In any case, the "middle class" is the foundation of this country, and one of the key elements of a democracy, or democratic republic like ours-it's an altogether American creatio-and part of what alluded to in the "illegal Declaration of Independence" thread-what our founders did was contrary to the way things had been done in most other countries for thousands of years.Since ancient sumeria, an unrestrained economy and heirarchichal social organization have
always resulted in a ruling elite and a large number of impoverished workers. Because the founders borrowed so much to form our government and society-especially from American Indians-they produced a govenrment and society that not only empowers and creates a middle class, but
requires one.The closest equivalent for the founders was what Thomas Jeferson called
yeomanry-his greatest fear for the new nation being not a king, but a new economic elite. They created a middle class by creating and regulating the rules of the
game of business, by protecting jobs inside the country with rational tariffs and trade policies and by providing a healthy social safety net and the means for social mobility, such as free public education-all the way through college-thus it was that the post WWII period was the one of greatest economic growth, and growth of the middle class. The first middle class of our nation was land-based, and lasted from founding through the Civil War:average people living in relative self-sufficiency on "free land."

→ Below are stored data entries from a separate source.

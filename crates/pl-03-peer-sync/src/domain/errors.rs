//! # Domain Errors

use pl_01_chain_integrity::ChainError;
use thiserror::Error;

/// Failure talking to one peer. Never fatal: the peer is marked inactive and
/// the operation carries on with the others.
#[derive(Debug, Clone, PartialEq, Eq, Error)]
pub enum TransportError {
    #[error("request to peer {peer} timed out")]
    Timeout { peer: String },

    #[error("could not reach peer {peer}: {reason}")]
    Connection { peer: String, reason: String },

    #[error("peer {peer} answered with status {status}")]
    Rejected { peer: String, status: u16 },

    #[error("malformed response from peer {peer}: {reason}")]
    Decode { peer: String, reason: String },

    #[error("transport setup failed: {0}")]
    Setup(String),
}

/// Errors surfaced by the sync service.
#[derive(Debug, Clone, PartialEq, Eq, Error)]
pub enum SyncError {
    /// A received block failed an integrity check; the chain is unchanged.
    #[error(transparent)]
    InvalidBlock(#[from] ChainError),

    /// Every peer contacted during a sync round failed at transport level.
    #[error("no peer reachable ({failures} contacted): {last_error}")]
    Unreachable {
        failures: usize,
        last_error: TransportError,
    },
}
//! Telemetry configuration from environment variables.

use std::env;

/// Log output settings.
#[derive(Debug, Clone, PartialEq, Eq)]
pub struct TelemetryConfig {
    /// Service name attached to every log line
    pub service_name: String,

    /// Log filter directive (trace, debug, info, warn, error, or a full
    /// `EnvFilter` directive such as `info,pl_03_peer_sync=debug`)
    pub log_level: String,

    /// Whether to write logs to stdout at all
    pub console_output: bool,

    /// JSON lines instead of human-readable output
    pub json_logs: bool,
}

impl Default for TelemetryConfig {
    fn default() -> Self {
        Self {
            service_name: "procurement-ledger".to_string(),
            log_level: "info".to_string(),
            console_output: true,
            json_logs: false,
        }
    }
}

impl TelemetryConfig {
    /// Create configuration from environment variables.
    ///
    /// - `PL_SERVICE_NAME`: Service name (default: procurement-ledger)
    /// - `PL_LOG_LEVEL` or `RUST_LOG`: Log level (default: info)
    /// - `PL_CONSOLE_OUTPUT`: Enable console output (default: true)
    /// - `PL_JSON_LOGS`: Enable JSON logs (default: false in dev, true in containers)
    pub fn from_env() -> Self {
        Self::from_lookup(|key| env::var(key).ok())
    }

    pub(crate) fn from_lookup(lookup: impl Fn(&str) -> Option<String>) -> Self {
        let is_container =
            lookup("KUBERNETES_SERVICE_HOST").is_some() || lookup("DOCKER_CONTAINER").is_some();

        Self {
            service_name: lookup("PL_SERVICE_NAME")
                .unwrap_or_else(|| "procurement-ledger".to_string()),

            log_level: lookup("PL_LOG_LEVEL")
                .or_else(|| lookup("RUST_LOG"))
                .unwrap_or_else(|| "info".to_string()),

            console_output: lookup("PL_CONSOLE_OUTPUT")
                .map(|v| v.to_lowercase() != "false" && v != "0")
                .unwrap_or(true),

            json_logs: lookup("PL_JSON_LOGS")
                .map(|v| v.to_lowercase() == "true" || v == "1")
                .unwrap_or(is_container),
        }
    }
}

We're seeing an end to the middle class for a lot of reasons, Bill-chief among them that corporations have been taking jobs elsewhere. The jeans made by the company that pretty much created them here in this country, Levi Strauss, haven't been made in this country since 2004. At one time, a person could work in a Levi Strauss factory in this country, make a fair wage, and be reasonably lower middle-class. The workers had health benefits and a savings plan for their retirement, and could own homes and have continue their children's education. With the coming of trade agreements like NAFTA, though, those workers-some 100 million of them in this country, have to compete on a level playing field with 5 billion of the world's most impoverished people. This is a result of "free trade," and deregulation. This country lost some 785,000 jobs in the apparel industry alone between 1994 and 2004, because it's cheaper for a Malaysian child to make our jeans than it is for an American homeowner-those jobs will be back, though, because pretty soon all those people occupying Wall Street (you know, if they had
jobs, they mostly wouldn't have the time to be there, right?) are going to need them, and they'll do them for a lot less. This has all been engineered, and going on for a long, long time.'
So, yes Bill, losing the middle class is a bad, bad thing for the U.S.-it's who we are.